Very good. They, too, would push into the Ruby King's country, and do their utmost to foil his plans and snatch his prisoner from his clutch. Hour after hour Jack thought over the situation, while his eye rested almost carelessly on the lovely scenes of hill-side and jungle, past which their boat was driven.

At the end of the first day they left the main current of the river, and poled eastwards by a network of creeks leading to the village from which their boatmen came. For the most part the water-way was very solitary. Here and there they passed a village, but, as a rule, no life, save that of wild animals, was to be seen. Monkeys chattered in the trees over their heads, panthers and deer came down to the stream to drink, tigers roared in sullen fashion in the jungle, and once, a troop of wild elephants crossed a ford before them in stately line.

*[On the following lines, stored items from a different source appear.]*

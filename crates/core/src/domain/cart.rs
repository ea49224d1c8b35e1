use serde::{Deserialize, Serialize};

use crate::domain::book::{BookId, CatalogItem};
use crate::errors::DomainError;

#[derive(Clone, Debug, PartialEq, Eq, Serialize, Deserialize)]
pub struct CartLine {
    pub item: CatalogItem,
    pub quantity: u32,
}

/// Cart lines keyed by book id, kept in the order they were first added.
#[derive(Clone, Debug, Default, PartialEq, Eq, Serialize, Deserialize)]
pub struct Cart {
    lines: Vec<CartLine>,
}

impl Cart {
    pub fn new() -> Self {
        Self::default()
    }

    pub fn lines(&self) -> &[CartLine] {
        &self.lines
    }

    pub fn is_empty(&self) -> bool {
        self.lines.is_empty()
    }

    pub fn line(&self, id: &BookId) -> Option<&CartLine> {
        self.lines.iter().find(|line| &line.item.id == id)
    }

    pub fn quantity_of(&self, id: &BookId) -> u32 {
        self.line(id).map(|line| line.quantity).unwrap_or(0)
    }

    pub fn item_count(&self) -> u64 {
        self.lines.iter().map(|line| u64::from(line.quantity)).sum()
    }

    /// Adds one unit, opening a line at quantity 1 if none exists. Returns the new quantity.
    pub fn add_one(&mut self, item: &CatalogItem) -> u32 {
        if let Some(line) = self.lines.iter_mut().find(|line| line.item.id == item.id) {
            line.quantity = line.quantity.saturating_add(1);
            return line.quantity;
        }

        self.lines.push(CartLine { item: item.clone(), quantity: 1 });
        1
    }

    /// Removes one unit. A line that would drop to zero is removed outright.
    /// Returns the remaining quantity, 0 when the line was removed.
    pub fn remove_one(&mut self, id: &BookId) -> Result<u32, DomainError> {
        let position = self
            .lines
            .iter()
            .position(|line| &line.item.id == id)
            .ok_or_else(|| DomainError::MissingCartLine(id.clone()))?;

        let line = &mut self.lines[position];
        if line.quantity > 1 {
            line.quantity -= 1;
            return Ok(line.quantity);
        }

        self.lines.remove(position);
        Ok(0)
    }
}
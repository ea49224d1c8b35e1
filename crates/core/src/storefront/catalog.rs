use std::ops::RangeInclusive;

use rand::{rngs::StdRng, Rng, SeedableRng};
use rust_decimal::Decimal;
use serde::{Deserialize, Serialize};

use crate::domain::book::{BookId, BookRecord, CatalogItem, ListMetadata};

pub const DEFAULT_PRICE_RANGE: RangeInclusive<u32> = 20..=119;

/// Assigns the shelf price of a freshly loaded book.
pub trait PriceAssigner {
    fn assign(&mut self, record: &BookRecord) -> Decimal;
}

/// Draws a whole-unit price uniformly from an inclusive range.
pub struct RandomPriceAssigner<R = StdRng> {
    range: RangeInclusive<u32>,
    rng: R,
}

impl RandomPriceAssigner {
    pub fn new(range: RangeInclusive<u32>) -> Self {
        Self { range, rng: StdRng::from_entropy() }
    }
}

impl Default for RandomPriceAssigner {
    fn default() -> Self {
        Self::new(DEFAULT_PRICE_RANGE)
    }
}

impl<R: Rng> RandomPriceAssigner<R> {
    pub fn with_rng(range: RangeInclusive<u32>, rng: R) -> Self {
        Self { range, rng }
    }
}

impl<R: Rng> PriceAssigner for RandomPriceAssigner<R> {
    fn assign(&mut self, _record: &BookRecord) -> Decimal {
        Decimal::from(self.rng.gen_range(self.range.clone()))
    }
}

/// Same price for every book.
#[derive(Clone, Debug)]
pub struct FixedPriceAssigner(pub Decimal);

impl PriceAssigner for FixedPriceAssigner {
    fn assign(&mut self, _record: &BookRecord) -> Decimal {
        self.0
    }
}

#[derive(Clone, Debug, Default, PartialEq, Eq, Serialize, Deserialize)]
pub struct Catalog {
    pub metadata: ListMetadata,
    items: Vec<CatalogItem>,
}

impl Catalog {
    pub fn new(metadata: ListMetadata, items: Vec<CatalogItem>) -> Self {
        Self { metadata, items }
    }

    pub fn empty() -> Self {
        Self::default()
    }

    /// Prices every record once, in feed order. Duplicate ids are kept.
    pub fn from_records<P>(metadata: ListMetadata, records: Vec<BookRecord>, pricer: &mut P) -> Self
    where
        P: PriceAssigner + ?Sized,
    {
        let items = records
            .into_iter()
            .map(|record| {
                let price = pricer.assign(&record);
                CatalogItem::from_record(record, price)
            })
            .collect();

        Self { metadata, items }
    }

    pub fn items(&self) -> &[CatalogItem] {
        &self.items
    }

    pub fn len(&self) -> usize {
        self.items.len()
    }

    pub fn is_empty(&self) -> bool {
        self.items.is_empty()
    }

    /// Zero-based position lookup.
    pub fn get(&self, position: usize) -> Option<&CatalogItem> {
        self.items.get(position)
    }

    /// Resolves an id to the last matching entry.
    pub fn find(&self, id: &BookId) -> Option<&CatalogItem> {
        self.items.iter().rev().find(|item| &item.id == id)
    }
}
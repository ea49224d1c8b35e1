use rust_decimal::Decimal;
use serde::{Deserialize, Serialize};

use crate::domain::cart::Cart;

/// Flat reduction applied to every unit price while the discount flag is on.
#[derive(Clone, Copy, Debug, PartialEq, Eq, Serialize, Deserialize)]
pub struct Discount {
    percent: u8,
}

impl Discount {
    pub const STANDARD: Self = Self { percent: 20 };

    /// Clamped to 100.
    pub fn percent(percent: u8) -> Self {
        Self { percent: percent.min(100) }
    }

    pub fn as_percent(&self) -> u8 {
        self.percent
    }

    /// Multiplier applied to a unit price, e.g. 0.8 for 20% off.
    pub fn factor(&self) -> Decimal {
        Decimal::ONE - Decimal::new(i64::from(self.percent), 2)
    }

    pub fn apply(&self, unit_price: Decimal) -> Decimal {
        unit_price * self.factor()
    }
}

impl Default for Discount {
    fn default() -> Self {
        Self::STANDARD
    }
}

#[derive(Clone, Debug, PartialEq, Eq, Serialize, Deserialize)]
pub struct PricingSummary {
    pub subtotal: Decimal,
    pub discount_total: Decimal,
    pub total: Decimal,
    pub discount_applied: bool,
    pub item_count: u64,
}

pub trait PricingEngine {
    fn price(&self, cart: &Cart, discount_applied: bool) -> PricingSummary;
}

#[derive(Clone, Debug, Default)]
pub struct FlatDiscountPricing {
    discount: Discount,
}

impl FlatDiscountPricing {
    pub fn new(discount: Discount) -> Self {
        Self { discount }
    }

    pub fn discount(&self) -> Discount {
        self.discount
    }
}

impl PricingEngine for FlatDiscountPricing {
    fn price(&self, cart: &Cart, discount_applied: bool) -> PricingSummary {
        price_cart(cart, discount_applied, self.discount)
    }
}

/// Sum of `(discounted?) unit price * quantity` over every line, with the standard 20% rate.
pub fn compute_total(cart: &Cart, discount_applied: bool) -> Decimal {
    compute_total_with(cart, discount_applied, Discount::STANDARD)
}

pub fn compute_total_with(cart: &Cart, discount_applied: bool, discount: Discount) -> Decimal {
    cart.lines()
        .iter()
        .map(|line| {
            let unit_price =
                if discount_applied { discount.apply(line.item.price) } else { line.item.price };
            unit_price * Decimal::from(line.quantity)
        })
        .sum()
}

pub fn price_cart(cart: &Cart, discount_applied: bool, discount: Discount) -> PricingSummary {
    let subtotal = compute_total_with(cart, false, discount);
    let total = compute_total_with(cart, discount_applied, discount);

    PricingSummary {
        subtotal,
        discount_total: subtotal - total,
        total,
        discount_applied,
        item_count: cart.item_count(),
    }
}
pub mod book;
pub mod cart;
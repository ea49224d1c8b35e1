pub mod config;
pub mod domain;
pub mod errors;
pub mod session;
pub mod storefront;

pub use domain::book::{BookAttributes, BookId, BookRecord, CatalogItem, ListMetadata};
pub use domain::cart::{Cart, CartLine};
pub use errors::{ApplicationError, DomainError};
pub use session::{Session, SessionEvent, SessionState, TransitionOutcome};
pub use storefront::{
    compute_total, Catalog, Discount, PriceAssigner, PricingSummary, RandomPriceAssigner,
};
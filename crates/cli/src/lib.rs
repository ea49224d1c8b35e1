pub mod commands;
pub mod logging;
pub mod screen;

use bookworm_core::config::{ConfigOverrides, LoadOptions};
use clap::{Args, Parser, Subcommand};
use std::path::PathBuf;
use std::process::ExitCode;

use crate::commands::OutputStream;

#[derive(Debug, Parser)]
#[command(
    name = "bookworm",
    about = "Bestseller storefront in the terminal",
    long_about = "Browse the current bestseller list, fill a cart and toggle the flat discount.",
    after_help = "Examples:\n  bookworm shop\n  bookworm --list paperback-nonfiction catalog --json\n  bookworm --config ./bookworm.toml doctor --json"
)]
pub struct Cli {
    #[command(flatten)]
    global: GlobalArgs,
    #[command(subcommand)]
    command: Command,
}

#[derive(Debug, Default, Args)]
pub struct GlobalArgs {
    #[arg(long, global = true, help = "Config file to load; it must exist when given")]
    pub config: Option<PathBuf>,
    #[arg(long, global = true, help = "Bestseller list slug, e.g. `hardcover-fiction`")]
    pub list: Option<String>,
    #[arg(long, global = true, help = "Log level: trace|debug|info|warn|error")]
    pub log_level: Option<String>,
}

impl GlobalArgs {
    pub fn load_options(&self) -> LoadOptions {
        LoadOptions {
            config_path: self.config.clone(),
            require_file: self.config.is_some(),
            overrides: ConfigOverrides {
                feed_list_name: self.list.clone(),
                log_level: self.log_level.clone(),
            },
        }
    }
}

#[derive(Debug, Subcommand)]
enum Command {
    #[command(about = "Open the interactive storefront on this terminal")]
    Shop {
        #[arg(long, help = "Read the bestseller list from a local JSON file instead of the API")]
        feed_file: Option<PathBuf>,
    },
    #[command(about = "Fetch the bestseller list once and print the priced catalog")]
    Catalog {
        #[arg(long, help = "Emit machine-readable JSON output")]
        json: bool,
        #[arg(long, help = "Read the bestseller list from a local JSON file instead of the API")]
        feed_file: Option<PathBuf>,
    },
    #[command(
        about = "Inspect effective configuration values with source attribution and redaction"
    )]
    Config,
    #[command(about = "Validate config, api key presence and feed reachability")]
    Doctor {
        #[arg(long, help = "Emit machine-readable JSON output")]
        json: bool,
        #[arg(long, help = "Check a local JSON feed file instead of the API")]
        feed_file: Option<PathBuf>,
    },
}

pub fn run() -> ExitCode {
    let cli = Cli::parse();
    let options = cli.global.load_options();
    logging::init_from_config(&options);

    let result = match cli.command {
        Command::Shop { feed_file } => commands::shop::run(&options, feed_file.as_deref()),
        Command::Catalog { json, feed_file } => {
            commands::catalog::run(&options, json, feed_file.as_deref())
        }
        Command::Config => commands::config::run(&options),
        Command::Doctor { json, feed_file } => {
            commands::doctor::run(&options, json, feed_file.as_deref())
        }
    };

    match result.stream {
        OutputStream::Stdout => println!("{}", result.output),
        OutputStream::Stderr => eprintln!("{}", result.output),
    }
    ExitCode::from(result.exit_code)
}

With the evening of the third day the boatmen reached their native village, and the travellers stepped ashore. A new hut, built of reeds and cane, was set apart at once for their use, and, after supper, they talked over their future movements before turning in.

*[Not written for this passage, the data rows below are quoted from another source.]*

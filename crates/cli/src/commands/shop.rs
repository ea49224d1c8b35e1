use std::io::{self, BufRead, Write};
use std::path::Path;
use std::str::FromStr;

use bookworm_core::config::{AppConfig, LoadOptions, StorefrontConfig};
use bookworm_core::errors::ApplicationError;
use bookworm_core::storefront::catalog::Catalog;
use bookworm_core::Session;
use thiserror::Error;
use tracing::{debug, error, info};

use crate::commands::{build_loader, current_thread_runtime, CommandResult};
use crate::screen::{format_amount, render, COMMAND_HINT};

/// One line of shopper input. Card numbers are 1-based as shown on screen.
#[derive(Clone, Copy, Debug, PartialEq, Eq)]
pub enum ShopInput {
    Increment(usize),
    Decrement(usize),
    AddToCart(usize),
    ToggleDiscount,
    Help,
    Quit,
    Redraw,
}

#[derive(Clone, Debug, Error, PartialEq, Eq)]
pub enum InputError {
    #[error("unknown command `{0}`")]
    UnknownCommand(String),
    #[error("`{0}` needs a card number, e.g. `{0} 1`")]
    MissingCard(String),
    #[error("`{0}` is not a card number")]
    InvalidCard(String),
}

impl FromStr for ShopInput {
    type Err = InputError;

    fn from_str(value: &str) -> Result<Self, Self::Err> {
        let mut parts = value.split_whitespace();
        let Some(verb) = parts.next() else {
            return Ok(Self::Redraw);
        };
        let verb = verb.to_ascii_lowercase();

        let card = |parts: &mut std::str::SplitWhitespace<'_>| -> Result<usize, InputError> {
            let raw = parts.next().ok_or_else(|| InputError::MissingCard(verb.clone()))?;
            match raw.parse::<usize>() {
                Ok(card) if card > 0 => Ok(card),
                _ => Err(InputError::InvalidCard(raw.to_string())),
            }
        };

        match verb.as_str() {
            "+" | "inc" => Ok(Self::Increment(card(&mut parts)?)),
            "-" | "dec" => Ok(Self::Decrement(card(&mut parts)?)),
            "add" => Ok(Self::AddToCart(card(&mut parts)?)),
            "d" | "discount" => Ok(Self::ToggleDiscount),
            "h" | "help" | "?" => Ok(Self::Help),
            "q" | "quit" | "exit" => Ok(Self::Quit),
            other => Err(InputError::UnknownCommand(other.to_string())),
        }
    }
}

pub fn run(options: &LoadOptions, feed_file: Option<&Path>) -> CommandResult {
    let config = match AppConfig::load(options.clone()) {
        Ok(config) => config,
        Err(error) => return CommandResult::config_failure("shop", error),
    };

    let mut session = Session::new(config.storefront.discount());
    let stdout = io::stdout();
    let mut out = stdout.lock();
    if let Err(error) = writeln!(out, "{}", render(&session, &config.storefront, None)) {
        return CommandResult::failure("shop", "io", error.to_string(), 1);
    }

    let catalog = load_catalog(&config, feed_file);
    if let Err(error) = session.settle(catalog) {
        return CommandResult::failure("shop", "session", error.to_string(), 1);
    }

    let stdin = io::stdin();
    match run_session(&mut session, &config.storefront, stdin.lock(), &mut out) {
        Ok(()) => session_summary(&session, &config.storefront),
        Err(error) => CommandResult::failure("shop", "io", error.to_string(), 1),
    }
}

/// Closing summary. Stdout holds the last screen, so it goes to stderr.
pub fn session_summary(session: &Session, storefront: &StorefrontConfig) -> CommandResult {
    let summary = session.summary();
    CommandResult::success(
        "shop",
        format!(
            "session ended with {} item(s) in cart, total {} {}",
            summary.item_count,
            format_amount(summary.total),
            storefront.currency
        ),
    )
    .on_stderr()
}

/// Single fetch; any failure degrades to an empty shelf.
fn load_catalog(config: &AppConfig, feed_file: Option<&Path>) -> Catalog {
    let runtime = match current_thread_runtime() {
        Ok(runtime) => runtime,
        Err(runtime_error) => {
            error!(
                event_name = "shop.runtime.failed",
                error = %runtime_error,
                "failed to initialize async runtime; showing empty catalog"
            );
            return Catalog::empty();
        }
    };

    runtime.block_on(async {
        match build_loader(config, feed_file).await {
            Ok(mut loader) => loader.load().await,
            Err(load_error) => {
                error!(
                    event_name = "shop.feed.unavailable",
                    error = %format!("{load_error:#}"),
                    "bestseller feed could not be set up; showing empty catalog"
                );
                Catalog::empty()
            }
        }
    })
}

/// Redraws the screen after every input line until `quit` or end of input.
pub fn run_session<R, W>(
    session: &mut Session,
    storefront: &StorefrontConfig,
    mut input: R,
    output: &mut W,
) -> io::Result<()>
where
    R: BufRead,
    W: Write,
{
    writeln!(output, "{}", render(session, storefront, None))?;

    let mut raw = Vec::new();
    loop {
        raw.clear();
        if input.read_until(b'\n', &mut raw)? == 0 {
            break;
        }
        // Undecodable bytes become U+FFFD and fall through to the unknown-command hint.
        let line = String::from_utf8_lossy(&raw);
        let notice = match line.trim_end_matches(['\n', '\r']).parse::<ShopInput>() {
            Ok(ShopInput::Quit) => break,
            Ok(command) => apply(session, command),
            Err(input_error) => Some(format!("{input_error}; {COMMAND_HINT}")),
        };
        writeln!(output, "{}", render(session, storefront, notice.as_deref()))?;
    }

    output.flush()?;
    info!(
        event_name = "shop.session.ended",
        cart_lines = session.cart().lines().len(),
        "storefront session ended"
    );
    Ok(())
}

/// Applies one shopper command, returning the notice to show under the screen.
pub fn apply(session: &mut Session, command: ShopInput) -> Option<String> {
    let result = match command {
        ShopInput::Increment(card) | ShopInput::AddToCart(card) => session.add_at(position(card)),
        ShopInput::Decrement(card) => session.remove_at(position(card)),
        ShopInput::ToggleDiscount => session.toggle_discount(),
        ShopInput::Help => return Some(COMMAND_HINT.to_string()),
        ShopInput::Redraw | ShopInput::Quit => return None,
    };

    match result {
        Ok(outcome) => {
            debug!(event_name = "shop.session.transition", event = ?outcome.event, "applied");
            None
        }
        Err(domain_error) if domain_error.is_ignorable() => {
            debug!(event_name = "shop.session.noop", error = %domain_error, "ignored");
            None
        }
        Err(domain_error) => Some(ApplicationError::from(domain_error).user_message().to_string()),
    }
}

fn position(card: usize) -> usize {
    card.checked_sub(1).unwrap_or(usize::MAX)
}

#[cfg(test)]
mod tests {
    use std::io::Cursor;

    use bookworm_core::config::AppConfig;
    use bookworm_core::domain::book::{BookId, BookRecord, ListMetadata};
    use bookworm_core::storefront::catalog::{Catalog, FixedPriceAssigner};
    use bookworm_core::Session;
    use rust_decimal::Decimal;

    use crate::commands::OutputStream;

    use super::{apply, run_session, session_summary, InputError, ShopInput};

    fn ready_session() -> Session {
        let records = ["A", "B"]
            .iter()
            .map(|id| BookRecord {
                id: (*id).to_string(),
                title: format!("Title {id}"),
                ..BookRecord::default()
            })
            .collect();
        let catalog = Catalog::from_records(
            ListMetadata::default(),
            records,
            &mut FixedPriceAssigner(Decimal::from(50)),
        );
        let mut session = Session::default();
        session.settle(catalog).expect("settle");
        session
    }

    #[test]
    fn parses_commands_and_card_numbers() {
        assert_eq!("+ 2".parse::<ShopInput>(), Ok(ShopInput::Increment(2)));
        assert_eq!("dec 1".parse::<ShopInput>(), Ok(ShopInput::Decrement(1)));
        assert_eq!("ADD 3".parse::<ShopInput>(), Ok(ShopInput::AddToCart(3)));
        assert_eq!("discount".parse::<ShopInput>(), Ok(ShopInput::ToggleDiscount));
        assert_eq!("q".parse::<ShopInput>(), Ok(ShopInput::Quit));
        assert_eq!("   ".parse::<ShopInput>(), Ok(ShopInput::Redraw));
    }

    #[test]
    fn rejects_bad_input_with_reason() {
        assert_eq!("+".parse::<ShopInput>(), Err(InputError::MissingCard("+".into())));
        assert_eq!("add 0".parse::<ShopInput>(), Err(InputError::InvalidCard("0".into())));
        assert_eq!("buy 1".parse::<ShopInput>(), Err(InputError::UnknownCommand("buy".into())));
    }

    #[test]
    fn decrement_without_line_is_silent_noop() {
        let mut session = ready_session();
        let before = session.cart().clone();

        assert_eq!(apply(&mut session, ShopInput::Decrement(1)), None);
        assert_eq!(session.cart(), &before);
    }

    #[test]
    fn unknown_card_reports_hint() {
        let mut session = ready_session();
        let notice = apply(&mut session, ShopInput::Increment(9)).expect("notice");
        assert!(notice.contains("not on the shelf"));
    }

    #[test]
    fn add_to_cart_matches_increment() {
        let mut session = ready_session();
        apply(&mut session, ShopInput::AddToCart(2));
        apply(&mut session, ShopInput::Increment(2));
        assert_eq!(session.quantity_of(&BookId::new("B")), 2);
    }

    #[test]
    fn session_loop_redraws_after_each_line_and_stops_at_quit() {
        let mut session = ready_session();
        let input = Cursor::new("+ 1\n+ 1\ndiscount\nquit\n+ 1\n");
        let mut output = Vec::new();

        run_session(&mut session, &AppConfig::default().storefront, input, &mut output)
            .expect("session runs");

        let screen = String::from_utf8(output).expect("utf8");
        assert_eq!(screen.matches("Cart total:").count(), 4);
        assert!(screen.contains("Cart total: 100 TL"));
        assert!(screen.contains("Cart total: 80 TL"));
        assert_eq!(session.quantity_of(&BookId::new("A")), 2);
    }

    #[test]
    fn session_loop_ends_at_end_of_input() {
        let mut session = ready_session();
        let mut output = Vec::new();

        run_session(
            &mut session,
            &AppConfig::default().storefront,
            Cursor::new("bogus\n"),
            &mut output,
        )
        .expect("session runs");

        let screen = String::from_utf8(output).expect("utf8");
        assert!(screen.contains("unknown command `bogus`"));
    }

    #[test]
    fn undecodable_input_line_is_hinted_and_session_continues() {
        let mut session = ready_session();
        let mut output = Vec::new();
        let input: &[u8] = &[0xff, b'\n', b'd', b'\r', b'\n'];

        run_session(&mut session, &AppConfig::default().storefront, input, &mut output)
            .expect("session survives bad bytes");

        let screen = String::from_utf8(output).expect("utf8");
        assert!(screen.contains("unknown command"));
        assert!(session.discount_applied());
    }

    #[test]
    fn closing_summary_stays_off_the_screen() {
        let mut session = ready_session();
        apply(&mut session, ShopInput::AddToCart(1));

        let result = session_summary(&session, &AppConfig::default().storefront);
        assert_eq!(result.exit_code, 0);
        assert_eq!(result.stream, OutputStream::Stderr);
        assert!(result.output.contains("1 item(s) in cart, total 50 TL"));
    }
}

"How do we stand now as regards striking the course my father followed from Mogok?" asked Jack.

Jim Dent, who knew the country well, cross-examined Me Dain for a few moments.

"We ought to hit it to-morrow afternoon," he said. "We've come a long way on the right road by dropping on these boatmen. We're just handy to the foot-hills, and the Professor skirted 'em, according to what Me Dain says."

"Very well," said Jack. "Then we'll roll into our blankets, and be off by daybreak."

Jack was so eager to start on the real trail, and so excited by its nearness, that he slept but little. He was up an hour before the dawn, and had got the fire burning when his companions awoke. Buck sat up, and rubbed his eyes, and sniffed the smoke.

"Keen on a start, Jack?" he murmured.

"I am, Buck," replied the tall lad. "Haven't you told me a score of times how the news of travellers in a country runs with marvellous swiftness through the jungle, from village to village? Well, I want to be ahead of the news. It might make Saya Chone and U Saw suspicious. They knew very well we were in Mandalay. I don't want them to learn too soon that we're at their very doors."

Jim Dent nodded. He, too, had wakened, and had been listening to Jack.

"Me Dain," said Jack, "go to the headman, and tell him we want a couple of good ponies to carry the packs once more. Bring them here for us to see, and then we'll pay the owners."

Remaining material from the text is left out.